Fig. 6. Autophagy activation in Lth-FUdR depends on mitochondrial lipid metabolism.

Throughout this figure: % hatchlings was analyzed as described in Fig. 1. Statistical significance for %hatchlings quantification was assessed via two-tailed unpaired nonparametric t-test. Statistical significance for western blotting ratio and qPCR fold change was assessed via one-tailed ratio t-test. Data are presented as mean values ± SEM, scale bars = 200 µm. n = # independent biological replicates.
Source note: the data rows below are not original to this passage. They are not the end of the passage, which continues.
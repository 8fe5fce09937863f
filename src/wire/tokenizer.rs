//! # Tokenizer
//!
//! Splits a raw wire string into an ordered, position-tracked sequence of
//! tokens given a separator character. Tokens are produced lazily; nothing is
//! allocated for the scan itself, and token text borrows from the input.
//!
//! Splitting follows `str::split` semantics exactly: two adjacent separators
//! produce an empty token between them, a trailing separator produces a
//! trailing empty token, and an empty input produces a single empty token.
//! The doubled-space artifact of the wire format (an empty string field
//! followed by another field) relies on this.
//!
//! `sub_tokenize` re-splits a previously returned token on a different
//! separator, producing a nested tokenizer. List elements and nested-record
//! fields are consumed this way, so separator levels nest without ambiguity.

use crate::error::{ProtocolError, Result};

/// One token of a wire string.
///
/// `position` is the token's ordinal within the tokenizer that produced it,
/// starting at zero. Sub-tokenizers restart the count for their own stream.
#[derive(Debug, Clone, Copy, PartialEq, Eq)]
pub struct Token<'a> {
    pub text: &'a str,
    pub position: usize,
}

impl<'a> Token<'a> {
    /// Whether this token is the null sentinel (`-`, exactly).
    pub fn is_sentinel(&self) -> bool {
        self.text == super::NULL_TOKEN
    }

    /// Whether this token is the empty string (present but empty).
    pub fn is_empty(&self) -> bool {
        self.text.is_empty()
    }
}

/// A lazy, position-tracked splitter over one wire string.
#[derive(Debug, Clone)]
pub struct Tokenizer<'a> {
    input: &'a str,
    separator: char,
    cursor: usize,
    next_position: usize,
    exhausted: bool,
}

impl<'a> Tokenizer<'a> {
    /// Construct a tokenizer over `input`, splitting on `separator`.
    pub fn new(input: &'a str, separator: char) -> Self {
        Self {
            input,
            separator,
            cursor: 0,
            next_position: 0,
            exhausted: false,
        }
    }

    /// A tokenizer that is already exhausted, for wire strings that end at
    /// the header keyword. Distinct from `new("", sep)`, which still yields
    /// one empty token.
    pub fn drained(separator: char) -> Tokenizer<'static> {
        Tokenizer {
            input: "",
            separator,
            cursor: 0,
            next_position: 0,
            exhausted: true,
        }
    }

    /// The separator this tokenizer splits on.
    pub fn separator(&self) -> char {
        self.separator
    }

    /// Return the next token and advance.
    ///
    /// # Errors
    /// Returns [`ProtocolError::NoMoreTokens`] once the stream is exhausted;
    /// the error carries the ordinal of the token that was asked for.
    pub fn next_token(&mut self) -> Result<Token<'a>> {
        self.advance().ok_or(ProtocolError::NoMoreTokens {
            position: self.next_position,
        })
    }

    /// Re-split a previously returned token on a different separator,
    /// producing a nested tokenizer over that token's text.
    pub fn sub_tokenize(&self, token: Token<'a>, separator: char) -> Tokenizer<'a> {
        Tokenizer::new(token.text, separator)
    }

    /// Whether a further `next_token` call would fail.
    pub fn is_exhausted(&self) -> bool {
        self.exhausted
    }

    /// The slice of the input not yet consumed.
    pub fn remainder(&self) -> &'a str {
        &self.input[self.cursor..]
    }

    fn advance(&mut self) -> Option<Token<'a>> {
        if self.exhausted {
            return None;
        }
        let rest = &self.input[self.cursor..];
        let token_text = match rest.find(self.separator) {
            Some(at) => {
                self.cursor += at + self.separator.len_utf8();
                &rest[..at]
            }
            None => {
                // Final token: everything left, including the empty string.
                self.exhausted = true;
                rest
            }
        };
        let token = Token {
            text: token_text,
            position: self.next_position,
        };
        self.next_position += 1;
        Some(token)
    }
}

impl<'a> Iterator for Tokenizer<'a> {
    type Item = Token<'a>;

    fn next(&mut self) -> Option<Self::Item> {
        self.advance()
    }
}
Source data are provided as a Source Data file. a Representative images of progeny viability of C. elegans exposed to Lth-FUdR (7.5 μg/mL) while cultured on EORB1 EV or RNAi-targeting mitochondrial genes. n = 3. b Quantification of treatments represented in a. n = 3. c Representative αLGG-1 western blotting analysis of worms exposed to ±Lth-FUdR (7.5 μg/mL) ±8 h of 20 mM chloroquine while cultured on EORB1 EV or RNAi-targeting mitochondrial genes. Data acquisition as described in Methods. d Quantification of autophagy flux of treatments represented in c. Autophagy flux estimation and interpretation as described in Fig. 5h–I, main text, and Methods. n = 3. e qPCR analysis of mitochondrial DNA content (nduo-3) relative to nuclear DNA (act-3) in Lth-FUdR worms relative to mock. n = 3. f qRT-PCR analysis of the expression/stability of mitochondrially encoded mRNAs relative to the nuclearly encoded mRNA pmp-3 in worms treated with Lth-FUdR relative to mock. n = 3. g qRT-PCR analysis of mitochondrially encoded rRNAs normalized to eft-3 (as previously described) in worms treated with Lth-FUdR relative to mock. n = 3.